Your task:
When the line containing "reached its limit" is reached, copy it and each subsequent line of the material below exactly, through the last line.

>>>

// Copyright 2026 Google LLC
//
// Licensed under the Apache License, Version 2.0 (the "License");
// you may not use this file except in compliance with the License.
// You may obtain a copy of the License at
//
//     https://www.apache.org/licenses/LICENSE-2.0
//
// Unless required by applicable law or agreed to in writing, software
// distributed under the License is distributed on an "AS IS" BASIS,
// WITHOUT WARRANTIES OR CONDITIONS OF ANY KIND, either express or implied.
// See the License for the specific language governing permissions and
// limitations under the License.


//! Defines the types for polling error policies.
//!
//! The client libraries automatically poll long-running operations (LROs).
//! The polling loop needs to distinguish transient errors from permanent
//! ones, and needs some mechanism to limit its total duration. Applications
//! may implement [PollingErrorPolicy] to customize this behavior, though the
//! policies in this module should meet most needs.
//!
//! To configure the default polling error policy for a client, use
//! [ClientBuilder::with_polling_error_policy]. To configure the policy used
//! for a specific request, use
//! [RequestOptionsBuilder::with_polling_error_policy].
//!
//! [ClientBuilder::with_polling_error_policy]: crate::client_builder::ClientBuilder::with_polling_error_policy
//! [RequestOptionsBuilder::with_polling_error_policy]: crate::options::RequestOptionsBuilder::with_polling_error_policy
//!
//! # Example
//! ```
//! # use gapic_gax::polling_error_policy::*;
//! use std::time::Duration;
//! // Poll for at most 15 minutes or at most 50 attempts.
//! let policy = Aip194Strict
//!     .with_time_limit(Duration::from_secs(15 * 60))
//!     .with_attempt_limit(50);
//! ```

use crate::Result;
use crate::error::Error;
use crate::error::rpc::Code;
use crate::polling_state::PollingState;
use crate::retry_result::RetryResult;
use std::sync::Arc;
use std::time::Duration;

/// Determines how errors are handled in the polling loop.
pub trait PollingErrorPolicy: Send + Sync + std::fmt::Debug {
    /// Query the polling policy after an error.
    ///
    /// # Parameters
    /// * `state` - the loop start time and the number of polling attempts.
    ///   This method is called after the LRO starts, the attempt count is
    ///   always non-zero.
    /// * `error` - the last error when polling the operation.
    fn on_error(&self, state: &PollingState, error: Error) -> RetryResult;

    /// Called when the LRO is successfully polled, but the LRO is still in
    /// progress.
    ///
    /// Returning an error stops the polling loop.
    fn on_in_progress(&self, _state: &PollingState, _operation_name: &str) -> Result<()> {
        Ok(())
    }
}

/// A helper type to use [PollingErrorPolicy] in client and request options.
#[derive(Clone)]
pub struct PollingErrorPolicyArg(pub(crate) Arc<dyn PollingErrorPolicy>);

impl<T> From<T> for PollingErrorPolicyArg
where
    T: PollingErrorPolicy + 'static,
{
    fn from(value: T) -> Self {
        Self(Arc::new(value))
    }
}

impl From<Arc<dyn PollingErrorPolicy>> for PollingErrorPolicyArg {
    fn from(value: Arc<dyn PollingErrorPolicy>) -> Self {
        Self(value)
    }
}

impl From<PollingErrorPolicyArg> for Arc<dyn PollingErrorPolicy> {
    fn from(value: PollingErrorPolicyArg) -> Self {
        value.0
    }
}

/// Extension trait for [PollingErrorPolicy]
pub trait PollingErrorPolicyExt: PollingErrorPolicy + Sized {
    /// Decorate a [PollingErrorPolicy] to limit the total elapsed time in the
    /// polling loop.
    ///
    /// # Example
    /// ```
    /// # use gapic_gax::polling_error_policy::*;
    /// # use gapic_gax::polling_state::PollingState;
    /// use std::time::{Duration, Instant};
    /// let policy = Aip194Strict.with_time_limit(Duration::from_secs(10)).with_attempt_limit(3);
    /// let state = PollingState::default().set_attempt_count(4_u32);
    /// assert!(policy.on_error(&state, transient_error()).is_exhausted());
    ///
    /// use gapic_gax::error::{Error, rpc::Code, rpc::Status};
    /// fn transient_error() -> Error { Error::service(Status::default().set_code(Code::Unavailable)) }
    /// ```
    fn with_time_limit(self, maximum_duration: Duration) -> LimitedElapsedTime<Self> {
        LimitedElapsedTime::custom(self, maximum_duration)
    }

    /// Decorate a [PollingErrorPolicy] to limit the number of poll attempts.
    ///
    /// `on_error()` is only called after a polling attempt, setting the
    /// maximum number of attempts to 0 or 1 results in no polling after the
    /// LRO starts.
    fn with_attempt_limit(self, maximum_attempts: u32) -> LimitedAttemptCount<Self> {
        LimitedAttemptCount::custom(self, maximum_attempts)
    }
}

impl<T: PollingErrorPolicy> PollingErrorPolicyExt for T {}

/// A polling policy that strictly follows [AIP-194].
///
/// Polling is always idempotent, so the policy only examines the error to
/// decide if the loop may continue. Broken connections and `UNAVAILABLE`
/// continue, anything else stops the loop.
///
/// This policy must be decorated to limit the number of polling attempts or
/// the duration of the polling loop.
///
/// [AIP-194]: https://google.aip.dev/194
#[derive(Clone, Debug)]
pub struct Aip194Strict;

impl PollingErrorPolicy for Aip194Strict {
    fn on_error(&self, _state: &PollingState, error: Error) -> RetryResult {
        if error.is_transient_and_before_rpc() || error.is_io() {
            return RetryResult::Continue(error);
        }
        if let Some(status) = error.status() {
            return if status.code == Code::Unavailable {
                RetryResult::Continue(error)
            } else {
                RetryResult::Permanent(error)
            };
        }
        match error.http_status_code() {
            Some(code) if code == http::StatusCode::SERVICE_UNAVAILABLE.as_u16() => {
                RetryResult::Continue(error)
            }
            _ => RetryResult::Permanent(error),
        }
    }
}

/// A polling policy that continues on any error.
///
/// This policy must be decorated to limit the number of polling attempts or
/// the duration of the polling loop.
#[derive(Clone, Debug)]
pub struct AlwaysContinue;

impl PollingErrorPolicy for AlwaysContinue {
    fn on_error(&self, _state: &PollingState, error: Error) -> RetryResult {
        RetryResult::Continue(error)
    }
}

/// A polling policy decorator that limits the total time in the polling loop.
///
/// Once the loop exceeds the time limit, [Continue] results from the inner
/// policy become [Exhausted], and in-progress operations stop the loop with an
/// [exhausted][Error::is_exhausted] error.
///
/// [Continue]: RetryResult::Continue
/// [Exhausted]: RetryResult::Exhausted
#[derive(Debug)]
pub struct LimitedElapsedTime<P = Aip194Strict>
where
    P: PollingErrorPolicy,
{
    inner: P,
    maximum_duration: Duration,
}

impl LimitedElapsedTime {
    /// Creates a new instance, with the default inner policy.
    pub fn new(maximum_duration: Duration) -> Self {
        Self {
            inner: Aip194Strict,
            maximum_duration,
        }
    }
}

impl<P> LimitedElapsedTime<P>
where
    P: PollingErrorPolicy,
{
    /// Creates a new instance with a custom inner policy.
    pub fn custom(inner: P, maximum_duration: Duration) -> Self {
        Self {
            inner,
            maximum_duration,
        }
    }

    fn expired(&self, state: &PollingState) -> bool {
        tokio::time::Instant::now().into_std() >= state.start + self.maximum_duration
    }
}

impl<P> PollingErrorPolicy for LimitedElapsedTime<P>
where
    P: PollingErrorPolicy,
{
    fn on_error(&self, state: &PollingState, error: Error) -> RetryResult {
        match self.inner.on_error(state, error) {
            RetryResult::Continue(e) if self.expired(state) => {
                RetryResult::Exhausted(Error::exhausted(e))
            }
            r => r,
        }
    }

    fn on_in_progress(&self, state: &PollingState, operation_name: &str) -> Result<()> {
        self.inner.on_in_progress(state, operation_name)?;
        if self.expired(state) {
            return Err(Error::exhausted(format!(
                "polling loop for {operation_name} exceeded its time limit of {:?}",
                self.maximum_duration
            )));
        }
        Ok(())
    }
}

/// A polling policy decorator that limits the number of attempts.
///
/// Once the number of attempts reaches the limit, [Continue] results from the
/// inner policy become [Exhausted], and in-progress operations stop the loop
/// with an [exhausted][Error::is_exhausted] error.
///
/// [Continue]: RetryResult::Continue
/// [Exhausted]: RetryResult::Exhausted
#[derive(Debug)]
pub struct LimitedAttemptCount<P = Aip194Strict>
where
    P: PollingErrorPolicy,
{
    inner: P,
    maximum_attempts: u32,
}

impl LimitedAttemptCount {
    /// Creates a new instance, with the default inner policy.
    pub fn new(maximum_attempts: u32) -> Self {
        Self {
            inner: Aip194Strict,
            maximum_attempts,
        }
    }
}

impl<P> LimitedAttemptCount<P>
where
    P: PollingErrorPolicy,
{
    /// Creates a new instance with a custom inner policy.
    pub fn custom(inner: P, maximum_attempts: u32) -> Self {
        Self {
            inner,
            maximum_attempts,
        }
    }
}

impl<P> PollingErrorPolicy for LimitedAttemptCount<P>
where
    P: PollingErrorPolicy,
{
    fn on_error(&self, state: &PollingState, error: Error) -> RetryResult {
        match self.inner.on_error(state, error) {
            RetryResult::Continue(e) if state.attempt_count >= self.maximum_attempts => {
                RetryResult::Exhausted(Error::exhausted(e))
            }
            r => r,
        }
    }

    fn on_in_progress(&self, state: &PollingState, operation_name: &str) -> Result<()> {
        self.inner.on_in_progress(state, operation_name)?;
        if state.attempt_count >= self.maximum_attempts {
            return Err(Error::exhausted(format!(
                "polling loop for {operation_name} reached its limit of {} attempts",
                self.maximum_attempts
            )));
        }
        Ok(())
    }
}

<<<

Task solution:
                "polling loop for {operation_name} reached its limit of {} attempts",
                self.maximum_attempts
            )));
        }
        Ok(())
    }
}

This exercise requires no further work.